As published on carlsbad.patch.com; Dec. 1, 2010

Making a Noble Living in Carlsbad: Jesus Medina

If you live in Carlsbad, you know his tomatoes; now meet the man.



  Anyone who visits the Carlsbad Village Farmers Market knows the face, tomatoes and zucchini blossoms of Jesus Medina.

For the last 18 years or so, Medina has worked for Valdivia Farms, a family-run Carlsbad ranch on the corner of Tamarack and El Camino.
He credits his father-in-law and employer, Francisco Valdivia, with giving him the opportunity to raise his children here in Carlsbad. Medina calls Valdivia, a Carlsbad rancher for more than 40 years, the "epitome of the American dream."
When you talk with Medina, phrases such as "fortunate and blessed" and "honest hard work" are woven throughout his sentences.
Throughout the years, Medina has tried to give back to his community by coaching both baseball and football from the high school level down to little league.
There's no place in the world like Carlsbad, Medina says. "I couldn't ask for a better home town. ... and to put my kids through school on seeds, dirt, water and sun is a pretty noble living."

### 


the original, more subjective submission:

   Anyone that visits the Carlsbad Farmer’s Market knows the face, tomatoes and zucchini blossoms of Jesus Medina. 

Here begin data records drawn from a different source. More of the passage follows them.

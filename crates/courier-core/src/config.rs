//! Configuration system for Courier.
//!
//! Resolution order: environment variables → config file → defaults.
//!
//! Config file location:
//!   1. $COURIER_CONFIG (explicit override)
//!   2. $XDG_CONFIG_HOME/courier/config.toml
//!   3. ~/.config/courier/config.toml

use serde::{Deserialize, Serialize};
use std::path::PathBuf;

use crate::chunker::CHUNK_SIZE;
use crate::envelope::MESSAGE_SIZE_LIMIT;

/// Top-level configuration.
#[derive(Debug, Clone, Default, Serialize, Deserialize)]
#[serde(default)]
pub struct CourierConfig {
    pub network: NetworkConfig,
    pub transfer: TransferConfig,
    pub probe: ProbeConfig,
    pub metadata: MetadataConfig,
}

#[derive(Debug, Clone, Serialize, Deserialize)]
#[serde(default)]
pub struct NetworkConfig {
    /// Server bind address (daemon) or target host (client).
    pub host: String,
    /// UDP port the daemon listens on.
    pub port: u16,
}

#[derive(Debug, Clone, Serialize, Deserialize)]
#[serde(default)]
pub struct TransferConfig {
    /// Characters of payload per envelope body.
    pub chunk_size: usize,
    /// Ceiling on the serialized size of one datagram, in bytes.
    pub message_size_limit: usize,
}

#[derive(Debug, Clone, Serialize, Deserialize)]
#[serde(default)]
pub struct ProbeConfig {
    /// Delay between liveness probes, in milliseconds.
    pub retry_delay_ms: u64,
    /// Probes sent before giving up on the server.
    pub max_attempts: u32,
}

#[derive(Debug, Clone, Serialize, Deserialize)]
#[serde(default)]
pub struct MetadataConfig {
    /// Transfer title, carried verbatim on every envelope.
    pub title: String,
    /// Transfer author, carried verbatim on every envelope.
    pub author: String,
}

// ── Defaults ──────────────────────────────────────────────────────────────────

impl Default for NetworkConfig {
    fn default() -> Self {
        Self {
            host: "0.0.0.0".to_string(),
            port: 5678,
        }
    }
}

impl Default for TransferConfig {
    fn default() -> Self {
        Self {
            chunk_size: CHUNK_SIZE,
            message_size_limit: MESSAGE_SIZE_LIMIT,
        }
    }
}

impl Default for ProbeConfig {
    fn default() -> Self {
        Self {
            retry_delay_ms: 2000,
            max_attempts: 30,
        }
    }
}

impl Default for MetadataConfig {
    fn default() -> Self {
        Self {
            title: "A Fairy Song".to_string(),
            author: "William Shakespeare".to_string(),
        }
    }
}

// ── Path helpers ──────────────────────────────────────────────────────────────

fn config_dir() -> PathBuf {
    std::env::var("XDG_CONFIG_HOME")
        .map(PathBuf::from)
        .unwrap_or_else(|_| home_dir().join(".config"))
        .join("courier")
}

fn home_dir() -> PathBuf {
    std::env::var("HOME")
        .map(PathBuf::from)
        .unwrap_or_else(|_| PathBuf::from("/tmp"))
}

// ── Errors ────────────────────────────────────────────────────────────────────

#[derive(Debug, thiserror::Error)]
pub enum ConfigError {
    #[error("failed to read {0}: {1}")]
    ReadFailed(PathBuf, std::io::Error),
    #[error("failed to parse {0}: {1}")]
    ParseFailed(PathBuf, toml::de::Error),
    #[error("failed to write {0}: {1}")]
    WriteFailed(PathBuf, std::io::Error),
    #[error("failed to serialize: {0}")]
    SerializeFailed(toml::ser::Error),
}

// ── Loading ───────────────────────────────────────────────────────────────────

impl CourierConfig {
    /// Load config: env vars → file → defaults.
    pub fn load() -> Result<Self, ConfigError> {
        let path = Self::file_path();
        let mut config = if path.exists() {
            let text = std::fs::read_to_string(&path)
                .map_err(|e| ConfigError::ReadFailed(path.clone(), e))?;
            toml::from_str(&text).map_err(|e| ConfigError::ParseFailed(path.clone(), e))?
        } else {
            CourierConfig::default()
        };
        config.apply_env_overrides();
        Ok(config)
    }

    /// Config file path.
    pub fn file_path() -> PathBuf {
        std::env::var("COURIER_CONFIG")
            .map(PathBuf::from)
            .unwrap_or_else(|_| config_dir().join("config.toml"))
    }

    /// Write default config if none exists. Returns the path.
    pub fn write_default_if_missing() -> Result<PathBuf, ConfigError> {
        let path = Self::file_path();
        if !path.exists() {
            if let Some(parent) = path.parent() {
                std::fs::create_dir_all(parent)
                    .map_err(|e| ConfigError::WriteFailed(path.clone(), e))?;
            }
            let text = toml::to_string_pretty(&CourierConfig::default())
                .map_err(ConfigError::SerializeFailed)?;
            std::fs::write(&path, text)
                .map_err(|e| ConfigError::WriteFailed(path.clone(), e))?;
        }
        Ok(path)
    }

    /// Apply COURIER_* env var overrides.
    fn apply_env_overrides(&mut self) {
        if let Ok(v) = std::env::var("COURIER_NETWORK__HOST") {
            self.network.host = v;
        }
        if let Ok(v) = std::env::var("COURIER_NETWORK__PORT") {
            if let Ok(p) = v.parse() {
                self.network.port = p;
            }
        }
        if let Ok(v) = std::env::var("COURIER_TRANSFER__CHUNK_SIZE") {
            if let Ok(n) = v.parse() {
                self.transfer.chunk_size = n;
            }
        }
        if let Ok(v) = std::env::var("COURIER_TRANSFER__MESSAGE_SIZE_LIMIT") {
            if let Ok(n) = v.parse() {
                self.transfer.message_size_limit = n;
            }
        }
        if let Ok(v) = std::env::var("COURIER_PROBE__RETRY_DELAY_MS") {
            if let Ok(n) = v.parse() {
                self.probe.retry_delay_ms = n;
            }
        }
        if let Ok(v) = std::env::var("COURIER_PROBE__MAX_ATTEMPTS") {
            if let Ok(n) = v.parse() {
                self.probe.max_attempts = n;
            }
        }
    }
}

For the last 18 years or so, Jesus has been with the family-run Carlsbad ranch, Valdivia Farms (on the corner of Tamarack and El Camino). Calling him the “epitome of the American dream”, Jesus is obviously admirable and proud of his father-in-law and employer, (a 40+ year Carlsbad rancher) Francisco Valdivia.

Medina credits Valdivia with affording him the opportunity to raise his children here in Carlsbad. “I couldn’t ask for a better home town… and to put my kids through school,” he adds, “on seeds, dirt, water and sun is pretty noble living.” 

When you talk with him, terms like “fortunate and blessed” and “honest hard work” are woven throughout his sentences. 

Carlsbad itself is fortunate and blessed to have Jesus Medina active in the community. Throughout the years, Medina has coached both baseball and football from the high school level down to little league. And when it comes to role models for children in our schools and community, it’s people like Jesus Medina that help preserve and encourage values like “hard work” and “honest living”. 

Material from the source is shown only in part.